Blaney then revealed that it was at that moment that she decided to write her song. “Shallow Waters” is about the Northern Gateway Pipeline project. “I didn’t really think much of writing that song at the time. I thought of this as just something that I obviously care about but I’m not really going to do anything with the song. I’m not going to become an activist.”
It was footage of the oil spill in the Gulf of Mexico that prompted her to action. She submitted her song to the David Suzuki environmental song writing contest and it reached the semi-finals. “With the courage I got from seeing how my song could go so far I decided to connect myself with Greenpeace,” said Blaney.
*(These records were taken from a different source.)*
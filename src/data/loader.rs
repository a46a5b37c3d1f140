use std::path::{Path, PathBuf};
use std::sync::Arc;

use anyhow::{Context, Result, bail};
use arrow::array::{Array, ArrayRef, AsArray, Int32Array, Int64Array, StringArray};
use arrow::datatypes::DataType;
use chrono::NaiveDate;
use parquet::arrow::arrow_reader::ParquetRecordBatchReaderBuilder;
use serde::Deserialize;
use serde_json::Value as JsonValue;
use thiserror::Error;

use super::model::{Catalog, Title};

/// Columns every catalog source must provide. Extra columns are ignored.
pub const REQUIRED_COLUMNS: [&str; 8] = [
    "title",
    "type",
    "country",
    "date_added",
    "release_year",
    "rating",
    "duration",
    "listed_in",
];

/// Fatal load failures with a stable, user-facing message.
#[derive(Debug, Error)]
pub enum LoadError {
    #[error("unsupported file extension: .{0}")]
    UnsupportedExtension(String),
    #[error("missing required column '{0}'")]
    MissingColumn(&'static str),
}

// ---------------------------------------------------------------------------
// Public entry-point
// ---------------------------------------------------------------------------

/// Load a catalog from a file.  Dispatch by extension.
///
/// Supported formats:
/// * `.csv`     – header row with the columns in [`REQUIRED_COLUMNS`]
/// * `.json`    – `[{ "title": ..., "type": ..., ...fields }, ...]`
/// * `.parquet` – flat scalar columns of the same names
pub fn load_file(path: &Path) -> Result<Catalog> {
    let ext = path
        .extension()
        .and_then(|e| e.to_str())
        .unwrap_or("")
        .to_ascii_lowercase();

    match ext.as_str() {
        "csv" => load_csv(path),
        "json" => load_json(path),
        "parquet" | "pq" => load_parquet(path),
        other => Err(LoadError::UnsupportedExtension(other.to_string()).into()),
    }
}

// ---------------------------------------------------------------------------
// Process-lifetime cache
// ---------------------------------------------------------------------------

/// Caches the parsed catalog for the lifetime of the process.
///
/// The file is read once per path; repeated calls with the same path hand out
/// clones of the same `Arc`. Opening a different path replaces the entry.
#[derive(Default)]
pub struct CatalogCache {
    entry: Option<(PathBuf, Arc<Catalog>)>,
}

impl CatalogCache {
    pub fn new() -> Self {
        Self::default()
    }

    pub fn get_or_load(&mut self, path: &Path) -> Result<Arc<Catalog>> {
        if let Some((cached_path, catalog)) = &self.entry {
            if cached_path == path {
                return Ok(Arc::clone(catalog));
            }
        }
        let catalog = Arc::new(load_file(path)?);
        self.entry = Some((path.to_path_buf(), Arc::clone(&catalog)));
        Ok(catalog)
    }
}

// ---------------------------------------------------------------------------
// Row assembly: raw cells → Title with derived fields
// ---------------------------------------------------------------------------

/// One row as it appears in the source, before field derivation.
/// Doubles as the serde target for CSV records.
#[derive(Debug, Deserialize)]
struct RawTitle {
    title: String,
    #[serde(rename = "type")]
    kind: String,
    #[serde(default, deserialize_with = "empty_string_as_none")]
    country: Option<String>,
    #[serde(default, deserialize_with = "empty_string_as_none")]
    date_added: Option<String>,
    release_year: i32,
    #[serde(default, deserialize_with = "empty_string_as_none")]
    rating: Option<String>,
    #[serde(default, deserialize_with = "empty_string_as_none")]
    duration: Option<String>,
    #[serde(default, deserialize_with = "empty_string_as_none")]
    listed_in: Option<String>,
}

impl RawTitle {
    /// Derive `date_added`, `duration_minutes` and `num_seasons`.
    /// Per-row derivation never fails; unparseable cells become `None`.
    fn finish(self) -> Title {
        let date_added = self.date_added.as_deref().and_then(parse_date);
        let (duration_minutes, num_seasons) = derive_duration(self.duration.as_deref());
        Title {
            title: self.title,
            kind: self.kind,
            country: self.country,
            date_added,
            release_year: self.release_year,
            rating: self.rating,
            duration: self.duration,
            listed_in: self.listed_in,
            duration_minutes,
            num_seasons,
        }
    }
}

fn empty_string_as_none<'de, D>(deserializer: D) -> Result<Option<String>, D::Error>
where
    D: serde::Deserializer<'de>,
{
    let opt = Option::<String>::deserialize(deserializer)?;
    Ok(opt.filter(|value| !value.trim().is_empty()))
}

/// Parse an added-date cell. Catalog exports write "September 9, 2019";
/// ISO dates are accepted as well. Anything else becomes `None`.
pub(crate) fn parse_date(value: &str) -> Option<NaiveDate> {
    let trimmed = value.trim();
    if trimmed.is_empty() {
        return None;
    }
    for format in ["%B %d, %Y", "%Y-%m-%d"] {
        if let Ok(date) = NaiveDate::parse_from_str(trimmed, format) {
            return Some(date);
        }
    }
    None
}

/// First contiguous digit run in `s`, if any.
fn first_number(s: &str) -> Option<u32> {
    let start = s.find(|c: char| c.is_ascii_digit())?;
    let digits: &str = &s[start..];
    let end = digits
        .find(|c: char| !c.is_ascii_digit())
        .unwrap_or(digits.len());
    digits[..end].parse().ok()
}

/// Split a free-text duration into `(duration_minutes, num_seasons)`.
///
/// The unit is decided by substring match, "min" checked before "Season":
/// a malformed value carrying both tokens only sets the minutes field, so
/// the two derived fields are never both populated.
pub(crate) fn derive_duration(duration: Option<&str>) -> (Option<u32>, Option<u32>) {
    let Some(text) = duration else {
        return (None, None);
    };
    let Some(n) = first_number(text) else {
        return (None, None);
    };
    if text.contains("min") {
        (Some(n), None)
    } else if text.contains("Season") {
        (None, Some(n))
    } else {
        (None, None)
    }
}

// ---------------------------------------------------------------------------
// CSV loader
// ---------------------------------------------------------------------------

fn load_csv(path: &Path) -> Result<Catalog> {
    let mut reader = csv::ReaderBuilder::new()
        .trim(csv::Trim::All)
        .from_path(path)
        .context("opening CSV")?;

    let headers = reader.headers().context("reading CSV headers")?.clone();
    for col in REQUIRED_COLUMNS {
        if !headers.iter().any(|h| h == col) {
            return Err(LoadError::MissingColumn(col).into());
        }
    }

    let mut titles = Vec::new();
    for (row_no, record) in reader.deserialize::<RawTitle>().enumerate() {
        let raw = record.with_context(|| format!("CSV row {row_no}"))?;
        titles.push(raw.finish());
    }

    Ok(Catalog::from_titles(titles))
}

// ---------------------------------------------------------------------------
// JSON loader
// ---------------------------------------------------------------------------

/// Expected JSON schema (records-oriented, the default `df.to_json(orient='records')`):
///
/// ```json
/// [
///   {
///     "title": "The Example",
///     "type": "Movie",
///     "country": "United States, India",
///     "date_added": "September 9, 2019",
///     "release_year": 2015,
///     "rating": "PG-13",
///     "duration": "90 min",
///     "listed_in": "Dramas, International Movies"
///   },
///   ...
/// ]
/// ```
fn load_json(path: &Path) -> Result<Catalog> {
    let text = std::fs::read_to_string(path).context("reading JSON file")?;
    let root: JsonValue = serde_json::from_str(&text).context("parsing JSON")?;

    let records = root.as_array().context("expected top-level JSON array")?;

    let mut titles = Vec::with_capacity(records.len());
    for (i, rec) in records.iter().enumerate() {
        let obj = rec
            .as_object()
            .with_context(|| format!("row {i} is not a JSON object"))?;

        let raw = RawTitle {
            title: json_required_str(obj, "title", i)?,
            kind: json_required_str(obj, "type", i)?,
            country: json_optional_str(obj, "country"),
            date_added: json_optional_str(obj, "date_added"),
            release_year: json_required_int(obj, "release_year", i)? as i32,
            rating: json_optional_str(obj, "rating"),
            duration: json_optional_str(obj, "duration"),
            listed_in: json_optional_str(obj, "listed_in"),
        };
        titles.push(raw.finish());
    }

    Ok(Catalog::from_titles(titles))
}

fn json_required_str(
    obj: &serde_json::Map<String, JsonValue>,
    key: &str,
    row: usize,
) -> Result<String> {
    obj.get(key)
        .and_then(|v| v.as_str())
        .map(str::to_string)
        .with_context(|| format!("row {row}: missing or non-string '{key}'"))
}

fn json_optional_str(obj: &serde_json::Map<String, JsonValue>, key: &str) -> Option<String> {
    obj.get(key)
        .and_then(|v| v.as_str())
        .map(str::trim)
        .filter(|s| !s.is_empty())
        .map(str::to_string)
}

fn json_required_int(
    obj: &serde_json::Map<String, JsonValue>,
    key: &str,
    row: usize,
) -> Result<i64> {
    obj.get(key)
        .and_then(|v| v.as_i64())
        .with_context(|| format!("row {row}: missing or non-integer '{key}'"))
}

// ---------------------------------------------------------------------------
// Parquet loader
// ---------------------------------------------------------------------------

/// Load a Parquet catalog with flat scalar columns.
///
/// Expected schema: `Utf8` columns for the textual fields (nullable for the
/// optional ones) and an `Int32`/`Int64` `release_year`. Works with files
/// written by both **Pandas** (`df.to_parquet()`) and **Polars**
/// (`df.write_parquet()`).
fn load_parquet(path: &Path) -> Result<Catalog> {
    let file = std::fs::File::open(path).context("opening parquet file")?;
    let builder =
        ParquetRecordBatchReaderBuilder::try_new(file).context("reading parquet metadata")?;
    let reader = builder.build().context("building parquet reader")?;

    let mut titles = Vec::new();

    for batch_result in reader {
        let batch = batch_result.context("reading parquet record batch")?;
        let schema = batch.schema();

        let column = |name: &'static str| -> Result<ArrayRef> {
            let idx = schema
                .index_of(name)
                .map_err(|_| LoadError::MissingColumn(name))?;
            Ok(Arc::clone(batch.column(idx)))
        };

        let title_col = column("title")?;
        let kind_col = column("type")?;
        let country_col = column("country")?;
        let date_added_col = column("date_added")?;
        let release_year_col = column("release_year")?;
        let rating_col = column("rating")?;
        let duration_col = column("duration")?;
        let listed_in_col = column("listed_in")?;

        for row in 0..batch.num_rows() {
            let raw = RawTitle {
                title: string_at(&title_col, row)?
                    .with_context(|| format!("row {row}: null 'title'"))?,
                kind: string_at(&kind_col, row)?
                    .with_context(|| format!("row {row}: null 'type'"))?,
                country: string_at(&country_col, row)?,
                date_added: string_at(&date_added_col, row)?,
                release_year: int_at(&release_year_col, row)
                    .with_context(|| format!("row {row}: bad 'release_year'"))?
                    as i32,
                rating: string_at(&rating_col, row)?,
                duration: string_at(&duration_col, row)?,
                listed_in: string_at(&listed_in_col, row)?,
            };
            titles.push(raw.finish());
        }
    }

    Ok(Catalog::from_titles(titles))
}

// -- Parquet / Arrow helpers --

/// Read an optional string cell; empty strings count as null.
fn string_at(col: &ArrayRef, row: usize) -> Result<Option<String>> {
    if col.is_null(row) {
        return Ok(None);
    }
    let value = match col.data_type() {
        DataType::Utf8 => {
            let arr = col
                .as_any()
                .downcast_ref::<StringArray>()
                .context("expected StringArray")?;
            arr.value(row).to_string()
        }
        DataType::LargeUtf8 => {
            let arr = col.as_string::<i64>();
            arr.value(row).to_string()
        }
        other => bail!("expected a string column, got {other:?}"),
    };
    let trimmed = value.trim();
    if trimmed.is_empty() {
        Ok(None)
    } else {
        Ok(Some(trimmed.to_string()))
    }
}

/// Read a required integer cell (Int32 or Int64).
fn int_at(col: &ArrayRef, row: usize) -> Result<i64> {
    if col.is_null(row) {
        bail!("null value in integer column");
    }
    match col.data_type() {
        DataType::Int32 => {
            let arr = col
                .as_any()
                .downcast_ref::<Int32Array>()
                .context("expected Int32Array")?;
            Ok(arr.value(row) as i64)
        }
        DataType::Int64 => {
            let arr = col
                .as_any()
                .downcast_ref::<Int64Array>()
                .context("expected Int64Array")?;
            Ok(arr.value(row))
        }
        other => bail!("expected an integer column, got {other:?}"),
    }
}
After this move, she decided to go to the Enbridge headquarters in the Bentall Building in Vancouver to “talk to Endbridge about what my concerns were.”
“I planned to do this in a way where my words would bring attention to the Northern Gateway Pipeline, so I called way in advance,” says Blaney. When she got to the building, she recalls that it was surrounded with security guards. “I got about a few feet into the lobby and I was stopped by security guards and told that if I didn’t leave at that point I would be charged with trespassing. As a 10-year-old this was a very disappointing experience, being my first step in activism,” she says. “Later I realized this was also inspirational to see how unafraid indigenous people involved with Idle No More are—how unafraid these environmentalists and activist and people with passion in their hearts for Mother Earth and for other human beings, how unafraid we are in the face of these adversities and these corporations that are destroying our Mother Earth and destroying the future and my future, how unafraid we are and how afraid these corporations are of us.”
Blaney also spoke of her experiences attending youth conferences about environmental issues and human rights, also expressing her belief that youth should demand a better future for themselves from their leaders.
She spoke of the Rio+20 Conference and her disappointment at how “green-washed” she found it to be. “They were speaking about sustainability which is something that doesn’t really happen nowadays with our ‘leaders’… the busses that were transporting these environmentalists into the conference were these big black busses that were sporting the name ‘Petrobras’ on the side which is the number one oil company in Brazil… really the outcome of this conference was to say that in 500 years we’re going to start our first environmental action, and then in 1,000 years, we’re going to start phase two of our plan,’” said Blaney. “The entire conference just had a ‘woulda-shoulda-coulda’ vibe to it.”
Near the end of her speech Blaney expressed that she felt it was the responsibility of her generation to take steps to ensure the health of the environment. She also sang one of her two songs about the environment entitled “Earth Revolution.” The small audience stayed behind to ask questions of the young activist. Many expressed their joy in how much they learned from her, and expressed that they found her to be “inspiring.”